## Work instructions
Every single entry below should be reproduced verbatim.

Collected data
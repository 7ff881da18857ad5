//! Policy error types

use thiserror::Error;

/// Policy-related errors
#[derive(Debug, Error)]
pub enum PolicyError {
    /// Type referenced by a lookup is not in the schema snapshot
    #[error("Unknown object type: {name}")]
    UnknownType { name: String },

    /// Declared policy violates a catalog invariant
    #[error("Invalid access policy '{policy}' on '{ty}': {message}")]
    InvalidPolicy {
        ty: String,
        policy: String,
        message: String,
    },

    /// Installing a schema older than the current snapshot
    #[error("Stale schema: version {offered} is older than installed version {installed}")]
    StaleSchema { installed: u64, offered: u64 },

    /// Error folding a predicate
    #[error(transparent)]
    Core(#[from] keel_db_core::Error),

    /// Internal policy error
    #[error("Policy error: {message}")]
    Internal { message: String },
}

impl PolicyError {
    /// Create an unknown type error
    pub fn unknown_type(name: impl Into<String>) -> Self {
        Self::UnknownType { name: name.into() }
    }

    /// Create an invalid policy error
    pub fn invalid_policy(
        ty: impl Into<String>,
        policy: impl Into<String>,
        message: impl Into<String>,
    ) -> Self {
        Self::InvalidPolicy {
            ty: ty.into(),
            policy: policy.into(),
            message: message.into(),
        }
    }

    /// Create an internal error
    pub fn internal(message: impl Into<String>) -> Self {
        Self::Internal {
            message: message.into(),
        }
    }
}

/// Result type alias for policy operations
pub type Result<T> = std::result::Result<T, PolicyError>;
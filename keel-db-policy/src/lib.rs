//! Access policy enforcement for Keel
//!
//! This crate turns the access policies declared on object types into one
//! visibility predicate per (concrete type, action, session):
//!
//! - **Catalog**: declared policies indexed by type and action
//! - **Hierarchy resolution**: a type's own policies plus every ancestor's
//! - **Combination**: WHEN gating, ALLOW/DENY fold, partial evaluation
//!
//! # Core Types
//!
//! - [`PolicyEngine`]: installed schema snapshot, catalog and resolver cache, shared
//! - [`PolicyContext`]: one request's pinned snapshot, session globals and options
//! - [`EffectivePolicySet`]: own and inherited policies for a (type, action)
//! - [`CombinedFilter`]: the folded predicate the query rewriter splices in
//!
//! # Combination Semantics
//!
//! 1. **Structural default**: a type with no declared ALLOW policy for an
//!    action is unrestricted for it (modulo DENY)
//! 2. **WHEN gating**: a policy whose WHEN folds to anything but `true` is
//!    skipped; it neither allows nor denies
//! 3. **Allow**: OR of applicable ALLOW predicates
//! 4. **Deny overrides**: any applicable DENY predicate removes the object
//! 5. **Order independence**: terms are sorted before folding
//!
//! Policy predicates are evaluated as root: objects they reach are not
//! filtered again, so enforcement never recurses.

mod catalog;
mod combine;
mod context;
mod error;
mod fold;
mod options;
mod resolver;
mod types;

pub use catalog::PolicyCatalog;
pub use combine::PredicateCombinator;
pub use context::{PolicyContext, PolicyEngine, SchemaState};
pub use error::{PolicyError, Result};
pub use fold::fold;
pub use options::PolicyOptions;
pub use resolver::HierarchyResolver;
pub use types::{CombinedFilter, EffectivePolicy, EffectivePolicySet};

## Response to the task
repository 7ff881da18857ad5
//! Policy error types

use thiserror::Error;

/// Policy-related errors
#[derive(Debug, Error)]
pub enum PolicyError {
    /// Type referenced by a lookup is not in the schema snapshot
    #[error("Unknown object type: {name}")]
    UnknownType { name: String },

    /// Declared policy violates a catalog invariant
    #[error("Invalid access policy '{policy}' on '{ty}': {message}")]
    InvalidPolicy {
        ty: String,
        policy: String,
        message: String,
    },

    /// Installing a schema older than the current snapshot
    #[error("Stale schema: version {offered} is older than installed version {installed}")]
    StaleSchema { installed: u64, offered: u64 },

    /// Error folding a predicate
    #[error(transparent)]
    Core(#[from] keel_db_core::Error),

    /// Internal policy error
    #[error("Policy error: {message}")]
    Internal { message: String },
}

impl PolicyError {
    /// Create an unknown type error
    pub fn unknown_type(name: impl Into<String>) -> Self {
        Self::UnknownType { name: name.into() }
    }

    /// Create an invalid policy error
    pub fn invalid_policy(
        ty: impl Into<String>,
        policy: impl Into<String>,
        message: impl Into<String>,
    ) -> Self {
        Self::InvalidPolicy {
            ty: ty.into(),
            policy: policy.into(),
            message: message.into(),
        }
    }

    /// Create an internal error
    pub fn internal(message: impl Into<String>) -> Self {
        Self::Internal {
            message: message.into(),
        }
    }
}

/// Result type alias for policy operations
pub type Result<T> = std::result::Result<T, PolicyError>;
filename keel-db-policy/src/lib.rs
//! Access policy enforcement for Keel
//!
//! This crate turns the access policies declared on object types into one
//! visibility predicate per (concrete type, action, session):
//!
//! - **Catalog**: declared policies indexed by type and action
//! - **Hierarchy resolution**: a type's own policies plus every ancestor's
//! - **Combination**: WHEN gating, ALLOW/DENY fold, partial evaluation
//!
//! # Core Types
//!
//! - [`PolicyEngine`]: installed schema snapshot, catalog and resolver cache, shared
//! - [`PolicyContext`]: one request's pinned snapshot, session globals and options
//! - [`EffectivePolicySet`]: own and inherited policies for a (type, action)
//! - [`CombinedFilter`]: the folded predicate the query rewriter splices in
//!
//! # Combination Semantics
//!
//! 1. **Structural default**: a type with no declared ALLOW policy for an
//!    action is unrestricted for it (modulo DENY)
//! 2. **WHEN gating**: a policy whose WHEN folds to anything but `true` is
//!    skipped; it neither allows nor denies
//! 3. **Allow**: OR of applicable ALLOW predicates
//! 4. **Deny overrides**: any applicable DENY predicate removes the object
//! 5. **Order independence**: terms are sorted before folding
//!
//! Policy predicates are evaluated as root: objects they reach are not
//! filtered again, so enforcement never recurses.

mod catalog;
mod combine;
mod context;
mod error;
mod fold;
mod options;
mod resolver;
mod types;

pub use catalog::PolicyCatalog;
pub use combine::PredicateCombinator;
pub use context::{PolicyContext, PolicyEngine, SchemaState};
pub use error::{PolicyError, Result};
pub use fold::fold;
pub use options::PolicyOptions;
pub use resolver::HierarchyResolver;
pub use types::{CombinedFilter, EffectivePolicy, EffectivePolicySet};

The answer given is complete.